Tally up the lines below that carry the word "Data", answering with the figure alone.

[Input records — start]

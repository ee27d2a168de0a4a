//! CLI argument definitions for the SDS register.

use std::path::PathBuf;

use clap::{Parser, Subcommand, ValueEnum};
use clap_verbosity_flag::{Verbosity, WarnLevel};
use colorchoice_clap::Color;

#[derive(Parser)]
#[command(
    name = "sds-register",
    version,
    about = "SDS register - track Safety Data Sheets for chemical substances",
    long_about = "Track Safety Data Sheet records for chemical substances used at a site.\n\n\
                  The register lives in an XLSX workbook. Records carry the substance name,\n\
                  producer, sheet date, reference link, notes and GHS pictogram codes; a sheet\n\
                  counts as current for three years from its date."
)]
pub struct Cli {
    #[command(subcommand)]
    pub command: Command,

    /// Adjust log verbosity (-v for debug, -vv for trace, -q for errors only).
    #[command(flatten)]
    pub verbosity: Verbosity<WarnLevel>,

    /// Control ANSI color output (auto, always, never).
    #[command(flatten)]
    pub color: Color,

    /// Explicit log level (overrides -v/-q flags).
    #[arg(long = "log-level", value_enum, global = true)]
    pub log_level: Option<LogLevelArg>,

    /// Log output format (pretty for human, json for machine parsing).
    #[arg(
        long = "log-format",
        value_enum,
        default_value = "pretty",
        global = true
    )]
    pub log_format: LogFormatArg,

    /// Write logs to a file instead of stderr.
    #[arg(long = "log-file", value_name = "PATH", global = true)]
    pub log_file: Option<PathBuf>,
}

#[derive(Subcommand)]
pub enum Command {
    /// Create a new register workbook.
    Init(InitArgs),

    /// Add one substance record to a register.
    Add(AddArgs),

    /// List register contents, optionally filtered by name.
    List(ListArgs),

    /// Export a register to a workbook for backup or bulk editing.
    Export(ExportArgs),

    /// Replace a register's contents with those of another workbook.
    Import(ImportArgs),
}

#[derive(Parser)]
pub struct InitArgs {
    /// Path of the register workbook to create.
    #[arg(value_name = "REGISTER")]
    pub register: PathBuf,

    /// Start from the demo records instead of an empty register.
    #[arg(long = "seed")]
    pub seed: bool,

    /// Overwrite an existing register file.
    #[arg(long = "force")]
    pub force: bool,
}

#[derive(Parser)]
pub struct AddArgs {
    /// Path of the register workbook.
    #[arg(value_name = "REGISTER")]
    pub register: PathBuf,

    /// Substance name (may be left empty).
    #[arg(long = "name", default_value = "")]
    pub name: String,

    /// Producer of the substance.
    #[arg(long = "producer", default_value = "")]
    pub producer: String,

    /// Date of the Safety Data Sheet, `YYYY-MM-DD`.
    #[arg(long = "date", value_name = "YYYY-MM-DD", default_value = "")]
    pub date: String,

    /// Reference link to the sheet.
    #[arg(long = "link", default_value = "")]
    pub link: String,

    /// Free-form notes.
    #[arg(long = "notes", default_value = "")]
    pub notes: String,

    /// Comma-separated GHS pictogram codes, e.g. "GHS07,GHS08".
    #[arg(long = "ghs", value_name = "CODES", default_value = "")]
    pub ghs: String,
}

#[derive(Parser)]
pub struct ListArgs {
    /// Path of the register workbook.
    #[arg(value_name = "REGISTER")]
    pub register: PathBuf,

    /// Show only substances whose name contains this text.
    #[arg(long = "filter", value_name = "TERM")]
    pub filter: Option<String>,
}

#[derive(Parser)]
pub struct ExportArgs {
    /// Path of the register workbook.
    #[arg(value_name = "REGISTER")]
    pub register: PathBuf,

    /// Output path (default: sds_verification.xlsx).
    #[arg(long = "output", value_name = "PATH")]
    pub output: Option<PathBuf>,
}

#[derive(Parser)]
pub struct ImportArgs {
    /// Path of the register workbook to replace.
    #[arg(value_name = "REGISTER")]
    pub register: PathBuf,

    /// Workbook to import. Its first sheet must carry a `name` column.
    #[arg(value_name = "FILE")]
    pub file: PathBuf,
}

/// CLI log level choices.
#[derive(Clone, Copy, ValueEnum)]
pub enum LogLevelArg {
    Error,
    Warn,
    Info,
    Debug,
    Trace,
}

/// CLI log format choices.
#[derive(Clone, Copy, ValueEnum)]
pub enum LogFormatArg {
    Pretty,
    Compact,
    Json,
}
//! Session facade over the registry.
//!
//! A [`Session`] is the single owner of the register for one run of the
//! tool. Front ends call these operations and nothing else; in particular,
//! the registry is never mutated with a half-decoded import.

use chrono::NaiveDate;
use thiserror::Error;

use sds_model::Substance;
use sds_xlsx::{XlsxError, decode_workbook, encode_workbook};

use crate::currency::{CurrencyStatus, currency_status};
use crate::filter::filter_by_name;
use crate::registry::SubstanceRegistry;

/// Import failures surfaced to the caller.
///
/// Any of these leaves the registry exactly as it was.
#[derive(Debug, Error)]
pub enum ImportError {
    /// The workbook could not be decoded.
    #[error(transparent)]
    Decode(#[from] XlsxError),

    /// A second import was requested while one is still pending.
    #[error("an import is already in progress")]
    AlreadyPending,

    /// `finish_import` was called without a matching `begin_import`.
    #[error("no import is in progress")]
    NotPending,
}

/// One interactive session over a substance register.
#[derive(Debug, Default)]
pub struct Session {
    registry: SubstanceRegistry,
    import_pending: bool,
}

impl Session {
    /// A session over an empty register.
    pub fn new() -> Self {
        Self::default()
    }

    /// A session over an existing register.
    pub fn with_registry(registry: SubstanceRegistry) -> Self {
        Self {
            registry,
            import_pending: false,
        }
    }

    pub fn registry(&self) -> &SubstanceRegistry {
        &self.registry
    }

    /// Append one record. Adding stays legal while an import is pending;
    /// if that import then succeeds, the whole register is replaced and
    /// the interleaved add is lost. Full-replace always wins.
    pub fn add_substance(&mut self, record: Substance) {
        self.registry.add(record);
    }

    /// Encode the whole register as workbook bytes.
    pub fn export_registry(&self) -> Result<Vec<u8>, XlsxError> {
        encode_workbook(self.registry.records())
    }

    /// Decode `bytes` and replace the register with the result.
    ///
    /// All-or-nothing: on any decode failure the register keeps its
    /// current contents. Returns the number of imported records.
    pub fn import_registry(&mut self, bytes: &[u8]) -> Result<usize, ImportError> {
        self.begin_import()?;
        let decoded = decode_workbook(bytes);
        self.finish_import(decoded)
    }

    /// Mark an import as pending.
    ///
    /// Only one import may be in flight at a time; a second request is
    /// rejected rather than queued or superseded.
    pub fn begin_import(&mut self) -> Result<(), ImportError> {
        if self.import_pending {
            return Err(ImportError::AlreadyPending);
        }
        self.import_pending = true;
        Ok(())
    }

    /// Deliver the outcome of a pending import.
    ///
    /// On success the decoded records replace the register wholesale; on
    /// failure the register is untouched and the decode error is passed
    /// back to the caller.
    pub fn finish_import(
        &mut self,
        result: Result<Vec<Substance>, XlsxError>,
    ) -> Result<usize, ImportError> {
        if !self.import_pending {
            return Err(ImportError::NotPending);
        }
        self.import_pending = false;
        match result {
            Ok(records) => {
                let count = records.len();
                self.registry.replace_all(records);
                tracing::info!(records = count, "import replaced register");
                Ok(count)
            }
            Err(error) => {
                tracing::warn!(%error, "import failed, register unchanged");
                Err(ImportError::Decode(error))
            }
        }
    }

    /// Records whose name contains `term`, in registration order.
    pub fn search_substances(&self, term: &str) -> Vec<Substance> {
        filter_by_name(self.registry.records(), term)
    }

    /// Currency of one record as of `today`.
    pub fn currency_of(&self, record: &Substance, today: NaiveDate) -> CurrencyStatus {
        currency_status(record.sds_date.as_deref(), today)
    }
}
//! SDS register CLI.

use clap::{ColorChoice, Parser};
use std::io::{self, IsTerminal};
use tracing::level_filters::LevelFilter;

use sds_cli::cli::{Cli, Command, LogFormatArg, LogLevelArg};
use sds_cli::commands::{run_add, run_export, run_import, run_init, run_list};
use sds_cli::logging::{LogConfig, LogFormat, init_logging};

fn main() {
    let cli = Cli::parse();
    cli.color.write_global();
    let log_config = log_config_from_cli(&cli);
    if let Err(error) = init_logging(&log_config) {
        eprintln!("error: failed to initialize logging: {error}");
        std::process::exit(1);
    }
    let result = match cli.command {
        Command::Init(args) => run_init(&args),
        Command::Add(args) => run_add(&args),
        Command::List(args) => run_list(&args),
        Command::Export(args) => run_export(&args),
        Command::Import(args) => run_import(&args),
    };
    let exit_code = match result {
        Ok(()) => 0,
        Err(error) => {
            eprintln!("error: {error:#}");
            1
        }
    };
    std::process::exit(exit_code);
}

/// Build logging configuration from CLI flags with consistent precedence.
fn log_config_from_cli(cli: &Cli) -> LogConfig {
    let mut config = LogConfig {
        level_filter: cli.verbosity.tracing_level_filter(),
        ..LogConfig::default()
    };
    config.use_env_filter = !(cli.verbosity.is_present() || cli.log_level.is_some());
    if let Some(level) = cli.log_level {
        config.level_filter = match level {
            LogLevelArg::Error => LevelFilter::ERROR,
            LogLevelArg::Warn => LevelFilter::WARN,
            LogLevelArg::Info => LevelFilter::INFO,
            LogLevelArg::Debug => LevelFilter::DEBUG,
            LogLevelArg::Trace => LevelFilter::TRACE,
        };
    }
    config.format = match cli.log_format {
        LogFormatArg::Pretty => LogFormat::Pretty,
        LogFormatArg::Compact => LogFormat::Compact,
        LogFormatArg::Json => LogFormat::Json,
    };
    config.log_file = cli.log_file.clone();
    config.with_ansi = match cli.color.color {
        ColorChoice::Always => true,
        ColorChoice::Never => false,
        ColorChoice::Auto => cli.log_file.is_none() && io::stderr().is_terminal(),
    };
    config
}
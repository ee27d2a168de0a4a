//! Engine behind the SDS register.
//!
//! [`SubstanceRegistry`] owns the ordered record collection,
//! [`currency_status`] judges whether a sheet is still current,
//! [`filter_by_name`] derives the search view, and [`Session`] ties the
//! pieces together behind the operations a front end is allowed to call.

pub mod currency;
pub mod filter;
pub mod registry;
pub mod session;

pub use currency::{CurrencyStatus, MAX_SHEET_AGE_DAYS, currency_status};
pub use filter::filter_by_name;
pub use registry::SubstanceRegistry;
pub use session::{ImportError, Session};
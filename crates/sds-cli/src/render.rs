//! Register rendering for the terminal.

use chrono::NaiveDate;
use comfy_table::modifiers::UTF8_ROUND_CORNERS;
use comfy_table::presets::UTF8_FULL_CONDENSED;
use comfy_table::{Attribute, Cell, Color, ContentArrangement, Table};

use sds_core::{CurrencyStatus, currency_status};
use sds_model::{Substance, glyph_for};

/// Currency labels shown to the user, as the tool has always shown them.
const LABEL_CURRENT: &str = "TAK";
const LABEL_EXPIRED: &str = "NIE";
const LABEL_MISSING: &str = "BRAK";

/// Placeholder for an empty link or date cell.
const LABEL_NONE: &str = "Brak";

/// Build the register table, one row per record in register order.
pub fn register_table(records: &[Substance], today: NaiveDate) -> Table {
    let mut table = Table::new();
    table.set_header(vec![
        header_cell("name"),
        header_cell("producer"),
        header_cell("sdsDate"),
        header_cell("current"),
        header_cell("link"),
        header_cell("pictograms"),
        header_cell("notes"),
    ]);
    table
        .load_preset(UTF8_FULL_CONDENSED)
        .apply_modifier(UTF8_ROUND_CORNERS)
        .set_content_arrangement(ContentArrangement::Dynamic)
        .set_width(140);
    for record in records {
        let status = currency_status(record.sds_date.as_deref(), today);
        table.add_row(vec![
            Cell::new(&record.name),
            Cell::new(&record.producer),
            date_cell(record.sds_date.as_deref()),
            currency_cell(status),
            link_cell(&record.link),
            Cell::new(pictogram_text(&record.ghs)),
            Cell::new(&record.notes),
        ]);
    }
    table
}

/// Glyphs for the record's pictogram codes, unknown codes shown literally.
pub fn pictogram_text(codes: &[String]) -> String {
    codes
        .iter()
        .map(|code| glyph_for(code))
        .collect::<Vec<_>>()
        .join(" ")
}

fn currency_cell(status: CurrencyStatus) -> Cell {
    match status {
        CurrencyStatus::Current => Cell::new(LABEL_CURRENT)
            .fg(Color::Green)
            .add_attribute(Attribute::Bold),
        CurrencyStatus::Expired => Cell::new(LABEL_EXPIRED)
            .fg(Color::Red)
            .add_attribute(Attribute::Bold),
        CurrencyStatus::Missing => Cell::new(LABEL_MISSING)
            .fg(Color::Yellow)
            .add_attribute(Attribute::Bold),
    }
}

fn date_cell(date: Option<&str>) -> Cell {
    match date {
        Some(text) => Cell::new(text),
        None => dim_cell(LABEL_NONE),
    }
}

fn link_cell(link: &str) -> Cell {
    if link.is_empty() {
        dim_cell(LABEL_NONE)
    } else {
        Cell::new(link)
    }
}

fn header_cell(label: &str) -> Cell {
    Cell::new(label)
        .fg(Color::Cyan)
        .add_attribute(Attribute::Bold)
}

fn dim_cell(value: &str) -> Cell {
    Cell::new(value).fg(Color::DarkGrey)
}
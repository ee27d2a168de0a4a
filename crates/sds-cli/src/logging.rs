//! Logging bootstrap using `tracing` and `tracing-subscriber`.
//!
//! - `error`: failed imports/exports, unusable register files
//! - `warn`: rejected operations, suspicious input
//! - `info`: command outcomes, record counts
//! - `debug`: registry mutations

use std::fs::OpenOptions;
use std::io;
use std::path::PathBuf;
use std::sync::Arc;

use tracing::level_filters::LevelFilter;
use tracing_subscriber::{
    EnvFilter,
    fmt::{self, MakeWriter},
    layer::SubscriberExt,
    util::SubscriberInitExt,
};

/// Configuration for logging behavior.
#[derive(Debug, Clone)]
pub struct LogConfig {
    /// Maximum level to emit.
    pub level_filter: LevelFilter,
    /// Let `RUST_LOG` override the level when no explicit flag was given.
    pub use_env_filter: bool,
    /// Output format.
    pub format: LogFormat,
    /// Optional log file path. When set, logs go to the file, not stderr.
    pub log_file: Option<PathBuf>,
    /// Whether to use ANSI colors in output.
    pub with_ansi: bool,
}

/// Log output format.
#[derive(Debug, Clone, Copy, Default, PartialEq, Eq)]
pub enum LogFormat {
    /// Human-readable format with colors.
    #[default]
    Pretty,
    /// Compact single-line format.
    Compact,
    /// JSON format for machine parsing.
    Json,
}

impl Default for LogConfig {
    fn default() -> Self {
        Self {
            level_filter: LevelFilter::WARN,
            use_env_filter: true,
            format: LogFormat::default(),
            log_file: None,
            with_ansi: true,
        }
    }
}

/// Initialize the global tracing subscriber.
///
/// Called once at startup.
///
/// # Errors
///
/// Returns an error if the log file cannot be opened.
pub fn init_logging(config: &LogConfig) -> io::Result<()> {
    if let Some(path) = &config.log_file {
        let file = OpenOptions::new().create(true).append(true).open(path)?;
        init_with_writer(config, Arc::new(file));
    } else {
        init_with_writer(config, io::stderr);
    }
    Ok(())
}

fn init_with_writer<W>(config: &LogConfig, writer: W)
where
    W: for<'writer> MakeWriter<'writer> + Send + Sync + 'static,
{
    let filter = build_env_filter(config);
    match config.format {
        LogFormat::Json => {
            let layer = fmt::layer().json().with_writer(writer).with_target(false);
            tracing_subscriber::registry()
                .with(filter)
                .with(layer)
                .init();
        }
        LogFormat::Compact => {
            let layer = fmt::layer()
                .compact()
                .with_writer(writer)
                .with_ansi(config.with_ansi)
                .with_target(false)
                .without_time();
            tracing_subscriber::registry()
                .with(filter)
                .with(layer)
                .init();
        }
        LogFormat::Pretty => {
            let layer = fmt::layer()
                .with_writer(writer)
                .with_ansi(config.with_ansi)
                .with_target(false)
                .without_time();
            tracing_subscriber::registry()
                .with(filter)
                .with(layer)
                .init();
        }
    }
}

/// Build the level filter, respecting `RUST_LOG` when allowed to.
fn build_env_filter(config: &LogConfig) -> EnvFilter {
    let default = || {
        let level = config.level_filter;
        // External crates stay at warn to keep the output ours.
        EnvFilter::new(format!(
            "warn,sds_cli={level},sds_core={level},sds_model={level},sds_xlsx={level}"
        ))
    };
    if config.use_env_filter {
        EnvFilter::try_from_default_env().unwrap_or_else(|_| default())
    } else {
        default()
    }
}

[Input records — finish]

- _Solution to the exercise_
3